There are any other details you would like to consider?

Thanks a lot in advance.


----------



## SirDice (Apr 6, 2020)

ommarmol said:


> I'm running a 12.0-RELEASE kernel


Upgrade to 12.1 first, 12.0 is now end-of-life.

I would suggest using the Intel (em(4)) interface instead of re(4). My personal opinion of Realtek is rather bad.


----------



## ommarmol (Apr 6, 2020)

Ok thank you. Let me check it please.


----------



## ommarmol (Apr 7, 2020)

Well, I'm upgraded to 12.1-RELEASE and the problems remain the same.

I'm using a Realtek ethernet pci card so I can only use the re0 interface as em0 interface is a wireless one, not configured yet.

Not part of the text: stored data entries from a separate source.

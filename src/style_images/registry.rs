//! # 解析注册表
//!
//! ## 设计思路
//!
//! 注册表是 UI 上下文内的唯一真相来源，维护两张表：
//! - 订阅表：名称 → 有序订阅者列表，图片解析完成时按订阅顺序同步通知
//! - 动图表：名称 → 当前权威动图句柄，至多一个
//!
//! 注册表本身不负责停止动图：谁替换/注销了句柄，谁负责 `retire` 旧句柄；
//! 逐帧循环会在下一次存活检查时自行发现并退出。
//!
//! ## 实现思路
//!
//! - 内部状态都是 `RefCell`，只允许在 UI 上下文（`LocalSet`）中使用。
//! - 通知订阅者前先拷贝回调列表并释放借用，回调内再次订阅/取消不会冲突。
//! - 订阅句柄只持有 `Weak` 注册表，注册表先销毁时取消操作自然变为空操作。

use std::cell::{Cell, RefCell};
use std::collections::HashMap;
use std::rc::{Rc, Weak};

use super::frames::AnimatedHandle;
use super::source::RasterBuffer;

/// 订阅回调：收到名称与已解析的缓冲。
pub type ResolveCallback = Rc<dyn Fn(&str, &RasterBuffer)>;

struct Subscription {
    id: u64,
    callback: ResolveCallback,
}

/// 解析注册表。
#[derive(Default)]
pub struct ResolutionRegistry {
    subscriptions: RefCell<HashMap<String, Vec<Subscription>>>,
    animated: RefCell<HashMap<String, Rc<AnimatedHandle>>>,
    next_id: Cell<u64>,
}

/// 订阅句柄。调用 `cancel` 只移除这一个订阅。
pub struct SubscriptionHandle {
    registry: Weak<ResolutionRegistry>,
    name: String,
    id: u64,
}

impl SubscriptionHandle {
    pub fn name(&self) -> &str {
        &self.name
    }

    /// 取消订阅。注册表已销毁时为空操作。
    pub fn cancel(self) {
        if let Some(registry) = self.registry.upgrade() {
            registry.remove_subscription(&self.name, self.id);
        }
    }
}

impl ResolutionRegistry {
    pub fn new() -> Rc<Self> {
        Rc::new(Self::default())
    }

    /// 订阅某个名称的解析结果。同一名称的多个订阅按登记顺序通知。
    pub fn subscribe<F>(self: &Rc<Self>, name: &str, callback: F) -> SubscriptionHandle
    where
        F: Fn(&str, &RasterBuffer) + 'static,
    {
        let id = self.next_id.get();
        self.next_id.set(id + 1);

        self.subscriptions
            .borrow_mut()
            .entry(name.to_string())
            .or_default()
            .push(Subscription {
                id,
                callback: Rc::new(callback),
            });

        SubscriptionHandle {
            registry: Rc::downgrade(self),
            name: name.to_string(),
            id,
        }
    }

    fn remove_subscription(&self, name: &str, id: u64) {
        let mut subscriptions = self.subscriptions.borrow_mut();
        if let Some(list) = subscriptions.get_mut(name) {
            list.retain(|s| s.id != id);
            if list.is_empty() {
                subscriptions.remove(name);
            }
        }
    }

    /// 当前订阅数。
    pub fn subscriber_count(&self, name: &str) -> usize {
        self.subscriptions.borrow().get(name).map_or(0, Vec::len)
    }

    /// 通知某个名称的全部订阅者。无订阅者时为空操作。
    pub fn resolve(&self, name: &str, bitmap: &RasterBuffer) {
        let callbacks: Vec<ResolveCallback> = match self.subscriptions.borrow().get(name) {
            Some(list) => list.iter().map(|s| Rc::clone(&s.callback)).collect(),
            None => return,
        };

        log::debug!("📣 通知订阅者 - name={} count={}", name, callbacks.len());
        for callback in callbacks {
            callback(name, bitmap);
        }
    }

    /// 登记权威动图句柄，直接覆盖同名旧句柄。旧句柄由调用方负责停止。
    pub fn register_animated(&self, name: &str, handle: Rc<AnimatedHandle>) {
        let previous = self.animated.borrow_mut().insert(name.to_string(), handle);
        if previous.is_some() {
            log::debug!("🔁 动图句柄已被替换 - name={}", name);
        }
    }

    /// 注销并返回当前句柄。返回的句柄由调用方负责 `retire`。
    pub fn unregister_animated(&self, name: &str) -> Option<Rc<AnimatedHandle>> {
        self.animated.borrow_mut().remove(name)
    }

    /// 判断是否存在登记。给定 `handle` 时，只有其与当前登记是同一实例才返回 `true`。
    pub fn is_animated_registered(&self, name: &str, handle: Option<&Rc<AnimatedHandle>>) -> bool {
        match (self.animated.borrow().get(name), handle) {
            (Some(current), Some(candidate)) => Rc::ptr_eq(current, candidate),
            (Some(_), None) => true,
            (None, _) => false,
        }
    }

    /// 取当前权威句柄。
    pub fn animated_handle(&self, name: &str) -> Option<Rc<AnimatedHandle>> {
        self.animated.borrow().get(name).cloned()
    }

    /// 当前登记的动图名称。
    pub fn animated_names(&self) -> Vec<String> {
        self.animated.borrow().keys().cloned().collect()
    }

    /// 停止并清空全部动图登记。已为空时为空操作。
    pub fn clear_animated(&self) {
        let drained: Vec<Rc<AnimatedHandle>> = self.animated.borrow_mut().drain().map(|(_, h)| h).collect();
        if drained.is_empty() {
            return;
        }

        log::info!("🧹 清空动图登记 - count={}", drained.len());
        for handle in drained {
            handle.retire();
        }
    }
}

The most surprising for me is that iperf3 between local machines runs at full 1000mbit/sec speed (regardless of the direction: FreeBSD to Linux or Linux to FreeBSD), but when downloading from Internet, the Linux machine can go at maximum speed while FreeBSD only at one tenth of such maximum.

Any further ideas?

Thanks in advance.


----------



## SirDice (Apr 7, 2020)

ommarmol said:


> I'm using a Realtek ethernet pci card so I can only use the re0 interface as em0 interface is a wireless one


The em(4) interface is an Intel Pro/1000 Gigabit ethernet adapter, that's a _wired_ interface.


----------